**What needs to be done**
Below are the records; copy every line in them that holds the string "value".

**Records for the exercise**

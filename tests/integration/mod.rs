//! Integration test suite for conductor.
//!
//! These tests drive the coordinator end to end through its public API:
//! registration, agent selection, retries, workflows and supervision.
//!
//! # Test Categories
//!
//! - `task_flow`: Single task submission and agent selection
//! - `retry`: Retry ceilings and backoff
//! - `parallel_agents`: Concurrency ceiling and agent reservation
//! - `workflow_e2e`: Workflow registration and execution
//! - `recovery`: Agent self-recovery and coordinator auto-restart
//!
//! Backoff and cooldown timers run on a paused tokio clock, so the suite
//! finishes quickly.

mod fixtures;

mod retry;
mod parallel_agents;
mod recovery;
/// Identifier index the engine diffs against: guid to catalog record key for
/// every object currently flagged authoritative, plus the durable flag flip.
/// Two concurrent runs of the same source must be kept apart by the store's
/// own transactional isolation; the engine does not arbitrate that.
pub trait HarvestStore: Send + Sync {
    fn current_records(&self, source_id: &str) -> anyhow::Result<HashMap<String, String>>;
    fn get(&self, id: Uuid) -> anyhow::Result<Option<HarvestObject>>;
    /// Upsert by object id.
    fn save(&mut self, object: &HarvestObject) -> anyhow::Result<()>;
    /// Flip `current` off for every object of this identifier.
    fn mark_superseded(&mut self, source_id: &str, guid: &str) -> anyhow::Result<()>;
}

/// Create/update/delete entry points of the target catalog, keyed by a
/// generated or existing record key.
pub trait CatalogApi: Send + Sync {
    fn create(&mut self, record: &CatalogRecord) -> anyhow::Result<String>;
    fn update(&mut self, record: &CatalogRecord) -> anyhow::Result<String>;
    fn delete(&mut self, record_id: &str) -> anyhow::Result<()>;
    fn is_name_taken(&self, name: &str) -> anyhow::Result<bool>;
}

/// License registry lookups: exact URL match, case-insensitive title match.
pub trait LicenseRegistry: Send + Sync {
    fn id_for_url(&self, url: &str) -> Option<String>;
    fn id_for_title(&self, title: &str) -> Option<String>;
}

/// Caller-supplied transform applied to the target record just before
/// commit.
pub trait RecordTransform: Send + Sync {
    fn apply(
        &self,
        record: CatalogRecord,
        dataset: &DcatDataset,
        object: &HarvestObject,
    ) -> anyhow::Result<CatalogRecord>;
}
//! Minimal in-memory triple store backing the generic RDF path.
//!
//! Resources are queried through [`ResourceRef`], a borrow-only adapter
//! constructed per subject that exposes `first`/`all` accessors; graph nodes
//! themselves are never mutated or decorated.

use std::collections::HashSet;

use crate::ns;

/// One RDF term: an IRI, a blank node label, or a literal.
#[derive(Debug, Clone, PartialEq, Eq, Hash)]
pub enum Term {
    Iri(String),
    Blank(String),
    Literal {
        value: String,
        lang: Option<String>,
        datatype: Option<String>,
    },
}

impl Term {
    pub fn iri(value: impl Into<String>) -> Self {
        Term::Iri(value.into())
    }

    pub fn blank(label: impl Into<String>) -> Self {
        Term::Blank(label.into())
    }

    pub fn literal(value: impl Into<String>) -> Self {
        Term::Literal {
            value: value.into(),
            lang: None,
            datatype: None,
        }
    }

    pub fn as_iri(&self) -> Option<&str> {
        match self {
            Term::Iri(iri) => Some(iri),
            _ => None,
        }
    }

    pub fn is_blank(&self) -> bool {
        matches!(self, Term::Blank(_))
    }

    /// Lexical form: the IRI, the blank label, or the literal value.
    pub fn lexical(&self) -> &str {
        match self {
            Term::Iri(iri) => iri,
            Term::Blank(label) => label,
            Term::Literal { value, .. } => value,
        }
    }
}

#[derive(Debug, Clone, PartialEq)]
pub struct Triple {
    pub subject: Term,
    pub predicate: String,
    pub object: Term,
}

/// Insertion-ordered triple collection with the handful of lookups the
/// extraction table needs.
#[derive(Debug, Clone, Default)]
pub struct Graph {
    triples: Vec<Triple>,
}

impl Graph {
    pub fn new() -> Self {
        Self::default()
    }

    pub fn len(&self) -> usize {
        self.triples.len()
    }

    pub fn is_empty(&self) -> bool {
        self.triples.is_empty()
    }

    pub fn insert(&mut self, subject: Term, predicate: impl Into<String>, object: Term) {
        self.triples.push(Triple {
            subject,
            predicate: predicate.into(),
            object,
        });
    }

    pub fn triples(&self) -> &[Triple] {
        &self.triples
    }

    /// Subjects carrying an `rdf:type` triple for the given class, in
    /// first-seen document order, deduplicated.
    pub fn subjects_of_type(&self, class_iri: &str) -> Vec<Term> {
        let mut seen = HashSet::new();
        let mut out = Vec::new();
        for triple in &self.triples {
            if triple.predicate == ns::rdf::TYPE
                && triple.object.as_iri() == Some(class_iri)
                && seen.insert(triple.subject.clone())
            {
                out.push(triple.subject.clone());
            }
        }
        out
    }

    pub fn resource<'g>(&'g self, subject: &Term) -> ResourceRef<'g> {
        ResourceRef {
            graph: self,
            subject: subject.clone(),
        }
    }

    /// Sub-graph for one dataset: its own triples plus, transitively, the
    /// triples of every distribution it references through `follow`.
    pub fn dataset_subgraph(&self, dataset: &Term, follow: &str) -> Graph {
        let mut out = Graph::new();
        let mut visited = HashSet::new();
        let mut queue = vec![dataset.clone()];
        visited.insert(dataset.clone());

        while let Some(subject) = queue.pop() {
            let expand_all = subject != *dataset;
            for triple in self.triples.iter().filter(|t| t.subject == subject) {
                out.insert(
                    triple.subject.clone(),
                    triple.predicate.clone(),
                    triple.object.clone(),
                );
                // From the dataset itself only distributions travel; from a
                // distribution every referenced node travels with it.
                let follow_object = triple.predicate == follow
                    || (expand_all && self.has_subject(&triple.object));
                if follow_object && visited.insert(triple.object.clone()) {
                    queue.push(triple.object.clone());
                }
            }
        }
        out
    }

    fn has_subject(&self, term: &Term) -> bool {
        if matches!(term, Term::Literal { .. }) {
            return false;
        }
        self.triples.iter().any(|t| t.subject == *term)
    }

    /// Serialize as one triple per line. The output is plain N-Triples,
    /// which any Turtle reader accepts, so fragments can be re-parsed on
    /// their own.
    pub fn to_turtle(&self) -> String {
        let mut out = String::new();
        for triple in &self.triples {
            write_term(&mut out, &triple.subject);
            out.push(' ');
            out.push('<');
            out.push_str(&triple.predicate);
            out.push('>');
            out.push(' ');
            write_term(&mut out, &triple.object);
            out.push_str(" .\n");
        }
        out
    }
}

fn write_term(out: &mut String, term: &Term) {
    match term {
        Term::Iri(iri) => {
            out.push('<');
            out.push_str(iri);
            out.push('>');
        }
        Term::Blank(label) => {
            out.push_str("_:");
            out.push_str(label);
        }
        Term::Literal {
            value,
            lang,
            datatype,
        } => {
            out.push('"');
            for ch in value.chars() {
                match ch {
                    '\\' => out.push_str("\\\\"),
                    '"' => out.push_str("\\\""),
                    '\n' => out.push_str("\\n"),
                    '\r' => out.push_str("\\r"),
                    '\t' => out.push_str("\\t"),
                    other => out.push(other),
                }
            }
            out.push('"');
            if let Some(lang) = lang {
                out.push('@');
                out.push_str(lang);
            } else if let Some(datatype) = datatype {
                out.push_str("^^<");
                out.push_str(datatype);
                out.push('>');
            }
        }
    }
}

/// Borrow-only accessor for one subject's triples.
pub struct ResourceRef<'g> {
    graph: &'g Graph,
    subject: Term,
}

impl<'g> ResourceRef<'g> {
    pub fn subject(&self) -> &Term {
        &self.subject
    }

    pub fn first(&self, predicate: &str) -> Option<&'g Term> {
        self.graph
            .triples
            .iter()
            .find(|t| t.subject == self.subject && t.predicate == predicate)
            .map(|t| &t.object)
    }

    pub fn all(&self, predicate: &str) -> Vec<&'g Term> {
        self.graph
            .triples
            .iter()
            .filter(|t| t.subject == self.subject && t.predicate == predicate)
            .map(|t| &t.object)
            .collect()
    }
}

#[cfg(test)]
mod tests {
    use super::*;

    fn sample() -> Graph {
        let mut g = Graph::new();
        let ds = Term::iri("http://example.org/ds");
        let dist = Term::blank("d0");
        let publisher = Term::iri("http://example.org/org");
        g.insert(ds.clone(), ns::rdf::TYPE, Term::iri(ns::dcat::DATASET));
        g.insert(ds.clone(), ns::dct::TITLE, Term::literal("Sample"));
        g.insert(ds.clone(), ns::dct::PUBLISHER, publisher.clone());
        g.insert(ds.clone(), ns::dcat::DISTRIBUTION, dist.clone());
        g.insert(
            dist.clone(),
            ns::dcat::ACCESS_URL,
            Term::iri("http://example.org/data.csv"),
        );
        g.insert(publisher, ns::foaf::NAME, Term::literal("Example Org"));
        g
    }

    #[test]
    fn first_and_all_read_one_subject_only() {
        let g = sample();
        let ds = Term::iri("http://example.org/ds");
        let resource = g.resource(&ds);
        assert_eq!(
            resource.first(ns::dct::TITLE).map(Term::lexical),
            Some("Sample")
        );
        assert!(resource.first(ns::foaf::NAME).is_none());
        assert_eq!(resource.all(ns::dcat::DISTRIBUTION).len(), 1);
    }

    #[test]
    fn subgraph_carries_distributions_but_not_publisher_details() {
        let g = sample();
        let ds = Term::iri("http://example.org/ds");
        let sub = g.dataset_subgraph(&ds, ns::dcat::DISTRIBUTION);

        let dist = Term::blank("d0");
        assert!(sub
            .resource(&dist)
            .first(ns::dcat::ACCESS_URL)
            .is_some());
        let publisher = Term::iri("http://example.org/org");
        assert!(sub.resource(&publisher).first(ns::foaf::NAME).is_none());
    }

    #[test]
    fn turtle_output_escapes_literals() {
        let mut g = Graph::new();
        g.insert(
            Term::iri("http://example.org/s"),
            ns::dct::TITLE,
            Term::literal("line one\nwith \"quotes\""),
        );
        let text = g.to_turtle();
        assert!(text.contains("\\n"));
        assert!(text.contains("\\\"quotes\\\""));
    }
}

**Exercise solution**
        value: String,
    pub fn iri(value: impl Into<String>) -> Self {
        Term::Iri(value.into())
    pub fn literal(value: impl Into<String>) -> Self {
            value: value.into(),
    /// Lexical form: the IRI, the blank label, or the literal value.
            Term::Literal { value, .. } => value,
            value,
            for ch in value.chars() {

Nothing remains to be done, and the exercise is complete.